Nikeratos wurde – wie er uns selbst im Gastmahl des Xenophon berichtet – in altgriechischer Weise aufgezogen, indem ihm vor allem die Kenntnis der Schriften Homers vermittelt wurde, die Nikeratos sogar auswendig lernen musste. Wahrscheinlich ist dies ein Zeichen dafür, dass der Aristokrat Nikias die neue Bildung der Philosophen und Sophisten als unheilvoll ansah und in der Erziehung seines Sohnes das Althergebrachte bevorzugte und starr übertrieb. In Xenophons Gastmahl zeigt sich Nikeratos als stolz auf seine Homer-Kenntnisse. Er soll sogar einmal im Wettstreit der Rhapsoden, also der berufsmäßigen Sänger, öffentlich aufgetreten sein, wobei er allerdings unterlag.
Der Redner Demosthenes beschreibt ihn als von schwacher Konstitution. Sein freundliches, gewinnendes Wesen machte ihn in Athen allgemein beliebt. Er war verheiratet und hatte einen Sohn, den er nach dessen Großvater Nikias benannte.

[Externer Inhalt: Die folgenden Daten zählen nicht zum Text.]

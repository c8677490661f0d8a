//! Build pipeline: stored 1-second days → one N-second series.
//!
//! Present days are read in ascending order, concatenated, and resampled once
//! over the whole concatenation so windows that straddle midnight come out
//! whole. Absent days are skipped; a range whose stored days hold no candle
//! at all is `NoData`.

use super::store::{self, DailyStore, StoreError, CANDLE_FILE_EXT};
use crate::candles::resample;
use crate::domain::date_range::DAY_FORMAT;
use crate::domain::{Candle, CandleError, DateRange};
use chrono::NaiveDate;
use std::path::{Path, PathBuf};
use thiserror::Error;

#[derive(Debug, Error)]
pub enum BuildError {
    #[error("invalid build request: {0}")]
    InvalidInput(String),

    #[error("no data stored for {exchange}/{symbol} in {range}")]
    NoData {
        exchange: String,
        symbol: String,
        range: DateRange,
    },

    #[error(transparent)]
    Storage(#[from] StoreError),

    #[error("stored candles are inconsistent: {0}")]
    Corruption(String),

    #[error("output directory {0} does not exist")]
    MissingOutputDir(PathBuf),
}

impl BuildError {
    pub fn is_no_data(&self) -> bool {
        matches!(self, BuildError::NoData { .. })
    }
}

impl From<CandleError> for BuildError {
    fn from(e: CandleError) -> Self {
        match e {
            CandleError::InvalidInput(msg) => BuildError::InvalidInput(msg),
            CandleError::DataCorruption(msg) => BuildError::Corruption(msg),
        }
    }
}

/// A derived N-second series over a date range.
#[derive(Debug, Clone, PartialEq)]
pub struct BuiltSeries {
    pub exchange: String,
    pub symbol: String,
    pub range: DateRange,
    pub interval_secs: u32,
    pub candles: Vec<Candle>,
    /// Days of the range that had a stored file, ascending.
    pub days_found: Vec<NaiveDate>,
    /// Days of the range without one, ascending.
    pub days_missing: Vec<NaiveDate>,
}

impl BuiltSeries {
    /// `{exchange}_{symbol}_{YYYYMMDD}_{YYYYMMDD}_{interval}s.csv.gz`
    pub fn file_name(&self) -> String {
        format!(
            "{}_{}_{}_{}_{}s{CANDLE_FILE_EXT}",
            self.exchange,
            self.symbol,
            self.range.begin().format(DAY_FORMAT),
            self.range.end().format(DAY_FORMAT),
            self.interval_secs
        )
    }
}

pub fn build(
    store: &DailyStore,
    exchange: &str,
    symbol: &str,
    range: &DateRange,
    interval_secs: u32,
) -> Result<BuiltSeries, BuildError> {
    if interval_secs == 0 {
        return Err(BuildError::InvalidInput(
            "interval must be at least 1 second".into(),
        ));
    }

    let mut concatenated: Vec<Candle> = Vec::new();
    let mut days_found = Vec::new();
    let mut days_missing = Vec::new();

    for date in range.days() {
        match store.read(exchange, symbol, date)? {
            Some(day) => {
                tracing::debug!(%date, candles = day.len(), "read stored day");
                concatenated.extend(day);
                days_found.push(date);
            }
            None => days_missing.push(date),
        }
    }

    if concatenated.is_empty() {
        if !days_found.is_empty() {
            tracing::warn!(
                exchange,
                symbol,
                range = %range,
                days_found = days_found.len(),
                "stored days hold no candles"
            );
        }
        return Err(BuildError::NoData {
            exchange: exchange.to_string(),
            symbol: symbol.to_string(),
            range: *range,
        });
    }

    let candles = resample(&concatenated, interval_secs)?;
    tracing::info!(
        exchange,
        symbol,
        range = %range,
        interval_secs,
        days_found = days_found.len(),
        days_missing = days_missing.len(),
        candles = candles.len(),
        "series built"
    );

    Ok(BuiltSeries {
        exchange: exchange.to_string(),
        symbol: symbol.to_string(),
        range: *range,
        interval_secs,
        candles,
        days_found,
        days_missing,
    })
}

/// Write a series into `out_dir` under its canonical file name.
pub fn write_series(series: &BuiltSeries, out_dir: &Path) -> Result<PathBuf, BuildError> {
    if !out_dir.is_dir() {
        return Err(BuildError::MissingOutputDir(out_dir.to_path_buf()));
    }
    let path = out_dir.join(series.file_name());
    store::write_candles(&path, &series.candles)?;
    Ok(path)
}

Nikeratos gehört zu den prominentesten Opfern der Herrschaft der Dreißig Tyrannen. Die von den Spartanern unterstützten Oligarchen töteten ihn 404 v. Chr. im Rahmen ihrer Bemühungen um eine Stabilisierung des von ihnen errichteten Staates, obwohl Nikeratos keine Parteinahme für die oppositionellen Demokraten vorzuwerfen war, nur wegen seines Reichtums. Seine Frau, so berichtet es Hieronymus, entzog sich dabei der Schändung durch freiwilligen Tod.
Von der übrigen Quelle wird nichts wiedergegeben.